A big difference for me is I'll put my parallel(s) outside the drum bus. That way I can get a great drum sound then smash the individual pieces in the ways I want. Some sections need exaggerated attack/transient because they're faster or whatever, so my "attack emphasis" parallel gets pushed up. Some sections need more drum tone, my "tone" parallel goes up. All outside my drum bus so the bus compression (and EQ!) on the bus isn't affecting my parallels.
Other things: layers of reverb rather than one reverb always feels more "real room" to me.
I also like to limit my overheads (stereo limiter, not dual mono) because often the snare is too loud in comparison to everything else in the OHs for my mix. Thanks Steve Albini for that thought.
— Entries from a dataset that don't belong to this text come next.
impl ServerConfig {
    /// Load configuration from environment variables.
    ///
    /// Calls `dotenvy::dotenv()` to load from `.env` file if present.
    ///
    /// # Errors
    ///
    /// Returns `ConfigError` if `DATABASE_URL` is missing or a value fails to parse.
    pub fn from_env() -> Result<Self, ConfigError> {
        // Load .env file if present (ignore errors if not found)
        let _ = dotenvy::dotenv();

        let database_url = get_required_secret("DATABASE_URL")?;
        let host = get_env_or_default("SERVER_HOST", "0.0.0.0")
            .parse::<IpAddr>()
            .map_err(|e| ConfigError::InvalidEnvVar("SERVER_HOST".to_string(), e.to_string()))?;
        let port = get_optional_env("SERVER_PORT")
            .or_else(|| get_optional_env("PORT"))
            .unwrap_or_else(|| DEFAULT_PORT.to_string())
            .parse::<u16>()
            .map_err(|e| ConfigError::InvalidEnvVar("SERVER_PORT".to_string(), e.to_string()))?;
        let public_url = get_optional_env("HOST").map(|u| u.trim_end_matches('/').to_string());
        let finish_url = get_optional_env("FINISH_URL");
        let sweep_interval = get_optional_env("HANDOFF_SWEEP_INTERVAL_SECS")
            .map(|s| {
                s.parse::<u64>().map_err(|e| {
                    ConfigError::InvalidEnvVar(
                        "HANDOFF_SWEEP_INTERVAL_SECS".to_string(),
                        e.to_string(),
                    )
                })
            })
            .transpose()?
            .unwrap_or(DEFAULT_SWEEP_INTERVAL_SECS);

        Ok(Self {
            database_url,
            host,
            port,
            public_url,
            finish_url,
            shopify: ShopifyConfig::from_env(),
            sweep_interval: Duration::from_secs(sweep_interval.max(1)),
            json_logs: get_optional_env("LOG_FORMAT").is_some_and(|f| f == "json"),
            sentry_dsn: get_optional_env("SENTRY_DSN"),
            sentry_environment: get_optional_env("SENTRY_ENVIRONMENT"),
            sentry_sample_rate: get_optional_env("SENTRY_SAMPLE_RATE")
                .and_then(|s| s.parse().ok())
                .unwrap_or(1.0),
            sentry_traces_sample_rate: get_optional_env("SENTRY_TRACES_SAMPLE_RATE")
                .and_then(|s| s.parse().ok())
                .unwrap_or(1.0),
        })
    }

    /// Returns the socket address for binding the server.
    #[must_use]
    pub const fn socket_addr(&self) -> SocketAddr {
        SocketAddr::new(self.host, self.port)
    }

    /// Public URL of this service.
    ///
    /// # Errors
    ///
    /// Returns `ConfigError::MissingEnvVar` if `HOST` is not set.
    pub fn public_url(&self) -> Result<&str, ConfigError> {
        self.public_url
            .as_deref()
            .ok_or_else(|| ConfigError::MissingEnvVar("HOST".to_string()))
    }

    /// The OAuth redirect URI registered with Shopify.
    ///
    /// # Errors
    ///
    /// Returns `ConfigError::MissingEnvVar` if `HOST` is not set.
    pub fn callback_url(&self) -> Result<String, ConfigError> {
        Ok(format!("{}/api/callback", self.public_url()?))
    }

    /// The page the browser lands on after OAuth.
    ///
    /// # Errors
    ///
    /// Returns `ConfigError::MissingEnvVar` if neither `FINISH_URL` nor `HOST` is set.
    pub fn finish_url(&self) -> Result<String, ConfigError> {
        match &self.finish_url {
            Some(url) => Ok(url.clone()),
            None => Ok(format!("{}/finish", self.public_url()?)),
        }
    }

    /// Everything the install step needs, or the first missing variable.
    ///
    /// # Errors
    ///
    /// Returns `ConfigError::MissingEnvVar` naming the first absent value.
    pub fn install_credentials(&self) -> Result<InstallCredentials<'_>, ConfigError> {
        Ok(InstallCredentials {
            api_key: require(self.shopify.api_key.as_deref(), "SHOPIFY_API_KEY")?,
            api_secret: require(self.shopify.api_secret.as_ref(), "SHOPIFY_API_SECRET")?,
            scopes: require(self.shopify.scopes.as_deref(), "SHOPIFY_SCOPES")?,
            redirect_uri: self.callback_url()?,
        })
    }

    /// Everything the callback step needs, or the first missing variable.
    ///
    /// # Errors
    ///
    /// Returns `ConfigError::MissingEnvVar` naming the first absent value.
    pub fn callback_credentials(&self) -> Result<CallbackCredentials<'_>, ConfigError> {
        Ok(CallbackCredentials {
            api_key: require(self.shopify.api_key.as_deref(), "SHOPIFY_API_KEY")?,
            api_secret: require(self.shopify.api_secret.as_ref(), "SHOPIFY_API_SECRET")?,
        })
    }

    /// Static Admin API token used by the publisher.
    ///
    /// # Errors
    ///
    /// Returns `ConfigError::MissingEnvVar` if `SHOPIFY_ACCESS_TOKEN` is not set.
    pub fn publish_token(&self) -> Result<&SecretString, ConfigError> {
        require(self.shopify.access_token.as_ref(), "SHOPIFY_ACCESS_TOKEN")
    }
}

impl ShopifyConfig {
    fn from_env() -> Self {
        let api_secret = get_optional_env("SHOPIFY_API_SECRET").map(|secret| {
            if let Err(e) = validate_secret_strength(&secret, "SHOPIFY_API_SECRET") {
                tracing::warn!("SHOPIFY_API_SECRET validation warning: {e}");
            }
            SecretString::from(secret)
        });
        let access_token = get_optional_env("SHOPIFY_ACCESS_TOKEN").map(|token| {
            if let Err(e) = validate_secret_strength(&token, "SHOPIFY_ACCESS_TOKEN") {
                tracing::warn!("SHOPIFY_ACCESS_TOKEN validation warning: {e}");
            }
            SecretString::from(token)
        });

        Self {
            api_key: get_optional_env("SHOPIFY_API_KEY"),
            api_secret,
            scopes: get_optional_env("SHOPIFY_SCOPES"),
            access_token,
            api_version: get_env_or_default("SHOPIFY_API_VERSION", DEFAULT_API_VERSION),
        }
    }
}

// =============================================================================
// Helper Functions
// =============================================================================

fn require<'a, T: ?Sized>(value: Option<&'a T>, key: &str) -> Result<&'a T, ConfigError> {
    value.ok_or_else(|| ConfigError::MissingEnvVar(key.to_string()))
}

/// Get a required environment variable.
fn get_required_env(key: &str) -> Result<String, ConfigError> {
    get_optional_env(key).ok_or_else(|| ConfigError::MissingEnvVar(key.to_string()))
}

/// Get a required environment variable as a secret.
fn get_required_secret(key: &str) -> Result<SecretString, ConfigError> {
    let value = get_required_env(key)?;
    Ok(SecretString::from(value))
}

/// Get an optional environment variable. Blank values count as unset.
fn get_optional_env(key: &str) -> Option<String> {
    std::env::var(key).ok().filter(|v| !v.trim().is_empty())
}

/// Get an environment variable with a default value.
fn get_env_or_default(key: &str, default: &str) -> String {
    get_optional_env(key).unwrap_or_else(|| default.to_string())
}

/// Calculate Shannon entropy in bits per character.
fn shannon_entropy(s: &str) -> f64 {
    if s.is_empty() {
        return 0.0;
    }

    let mut freq: HashMap<char, usize> = HashMap::new();
    for c in s.chars() {
        *freq.entry(c).or_insert(0) += 1;
    }

    #[allow(clippy::cast_precision_loss)] // String length will never exceed f64 precision
    let len = s.chars().count() as f64;
    freq.values()
        .map(|&count| {
            #[allow(clippy::cast_precision_loss)] // Character count will never exceed f64 precision
            let p = count as f64 / len;
            -p * p.log2()
        })
        .sum()
}
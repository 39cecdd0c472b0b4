//! Handoff store round trips through the HTTP surface.
//!
//! All tests need `PostgreSQL`:
//! `DATABASE_URL=postgres://... cargo test -p section-forge-integration-tests -- --ignored`

use axum::http::StatusCode;
use chrono::Duration;
use section_forge_core::{DataKey, SessionId, ShopDomain};
use section_forge_integration_tests::{
    PUBLIC_URL, SHOP, full_config, get, json_body, post_json, router_with_db, send,
    test_database,
};
use section_forge_server::db::{HandoffRepository, NewHandoff};
use section_forge_server::services::HandoffService;
use serde_json::json;

#[tokio::test]
#[ignore = "Requires PostgreSQL (DATABASE_URL)"]
async fn test_store_then_retrieve_once() {
    let Some((db, _)) = test_database().await else {
        return;
    };
    let app = router_with_db(full_config(), db, None);

    let body = json!({
        "shop": SHOP,
        "liquid_code": "<section>hi</section>",
        // Stringified schemas are accepted and stored parsed.
        "schema": "{\"name\":\"Landing: Lamp\",\"settings\":[]}"
    });
    let response = send(app.clone(), post_json("/api/store_data", &body)).await;
    assert_eq!(response.status(), StatusCode::OK);

    let stored = json_body(response).await;
    assert_eq!(stored["success"], true);
    assert_eq!(stored["shop"], SHOP);
    let data_key = stored["data_key"].as_str().expect("data_key").to_string();
    assert_eq!(data_key.len(), 64);
    assert_eq!(stored["session_id"].as_str().expect("session_id").len(), 32);
    assert_eq!(
        stored["redirect_url"],
        format!("{PUBLIC_URL}/api/install?shop={SHOP}&data_key={data_key}")
    );

    let uri = format!("/api/get_data?data_key={data_key}&shop={SHOP}");
    let response = send(app.clone(), get(&uri)).await;
    assert_eq!(response.status(), StatusCode::OK);
    let fetched = json_body(response).await;
    assert_eq!(fetched["liquid_code"], "<section>hi</section>");
    assert_eq!(fetched["schema"]["name"], "Landing: Lamp");
    assert!(fetched["created_at"].is_string());

    // Consumed.
    let response = send(app, get(&uri)).await;
    assert_eq!(response.status(), StatusCode::NOT_FOUND);
    assert!(json_body(response).await["hint"].is_string());
}

#[tokio::test]
#[ignore = "Requires PostgreSQL (DATABASE_URL)"]
async fn test_retrieve_requires_matching_shop() {
    let Some((db, _)) = test_database().await else {
        return;
    };
    let shop = ShopDomain::parse(SHOP).expect("shop");
    let stored = HandoffService::new(&db)
        .store(&shop, "<div>".to_string(), json!({}))
        .await
        .expect("store");

    let app = router_with_db(full_config(), db, None);
    let uri = format!(
        "/api/get_data?data_key={}&shop=other-store.myshopify.com",
        stored.data_key
    );
    let response = send(app.clone(), get(&uri)).await;
    assert_eq!(response.status(), StatusCode::NOT_FOUND);

    // The wrong shop did not consume it.
    let uri = format!("/api/get_data?data_key={}&shop={SHOP}", stored.data_key);
    assert_eq!(send(app, get(&uri)).await.status(), StatusCode::OK);
}

#[tokio::test]
#[ignore = "Requires PostgreSQL (DATABASE_URL)"]
async fn test_expired_record_is_not_found_and_purged() {
    let Some((db, _)) = test_database().await else {
        return;
    };
    let data_key = DataKey::generate();
    {
        let pool = db.acquire().await.expect("pool");
        HandoffRepository::new(pool)
            .insert(NewHandoff {
                data_key: data_key.clone(),
                session_id: SessionId::generate(),
                shop: ShopDomain::parse(SHOP).expect("shop"),
                liquid_code: "<div>".to_string(),
                schema: json!({}),
                ttl: Duration::seconds(-1),
            })
            .await
            .expect("insert");
    }

    let app = router_with_db(full_config(), db.clone(), None);
    let uri = format!("/api/get_data?data_key={data_key}&shop={SHOP}");
    assert_eq!(send(app, get(&uri)).await.status(), StatusCode::NOT_FOUND);

    let purged = HandoffService::new(&db).purge_expired().await.expect("purge");
    assert!(purged >= 1);

    let pool = db.acquire().await.expect("pool");
    assert!(
        HandoffRepository::new(pool)
            .get(&data_key)
            .await
            .expect("query")
            .is_none()
    );
}

#[tokio::test]
#[ignore = "Requires PostgreSQL (DATABASE_URL)"]
async fn test_concurrent_retrievals_release_once() {
    let Some((db, _)) = test_database().await else {
        return;
    };
    let shop = ShopDomain::parse(SHOP).expect("shop");
    let stored = HandoffService::new(&db)
        .store(&shop, "<div>".to_string(), json!({}))
        .await
        .expect("store");

    let app = router_with_db(full_config(), db, None);
    let uri = format!("/api/get_data?data_key={}&shop={SHOP}", stored.data_key);

    let (a, b) = tokio::join!(send(app.clone(), get(&uri)), send(app, get(&uri)));
    let mut statuses = [a.status(), b.status()];
    statuses.sort();
    assert_eq!(statuses, [StatusCode::OK, StatusCode::NOT_FOUND]);
}

#[tokio::test]
#[ignore = "Requires PostgreSQL (DATABASE_URL)"]
async fn test_status_moves_forward_only() {
    let Some((db, _)) = test_database().await else {
        return;
    };
    let shop = ShopDomain::parse(SHOP).expect("shop");
    let service = HandoffService::new(&db);
    let stored = service
        .store(&shop, "<div>".to_string(), json!({}))
        .await
        .expect("store");

    assert!(service.mark_oauth_complete(&stored.data_key, &shop).await.expect("mark"));
    // oauth_complete cannot be entered twice.
    assert!(!service.mark_oauth_complete(&stored.data_key, &shop).await.expect("mark"));

    service
        .retrieve(&stored.data_key, &shop)
        .await
        .expect("oauth_complete records are retrievable");

    // Nothing leaves retrieved.
    assert!(!service.mark_oauth_complete(&stored.data_key, &shop).await.expect("mark"));
    assert!(service.retrieve(&stored.data_key, &shop).await.is_err());
}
If I have a mono room but need a little more dimension I'll put a reverb on it. Blend in about 25% on Valhalla Vintage Verb (you'll have to option through the reverb algorithms to find the right one) and you'll get a little width, a little size, a little dimension. Then send that through my standard room processing...often Console 1 (like everything else gets) with some EQ to manage any stuff (often I'll EQ a bit of the low end out of the track before it hits that reverb so help clean up the resulting length of that stuff after it comes out of the verb) then smash if space needs to be heard more or leave alone if space should be dramatically heard.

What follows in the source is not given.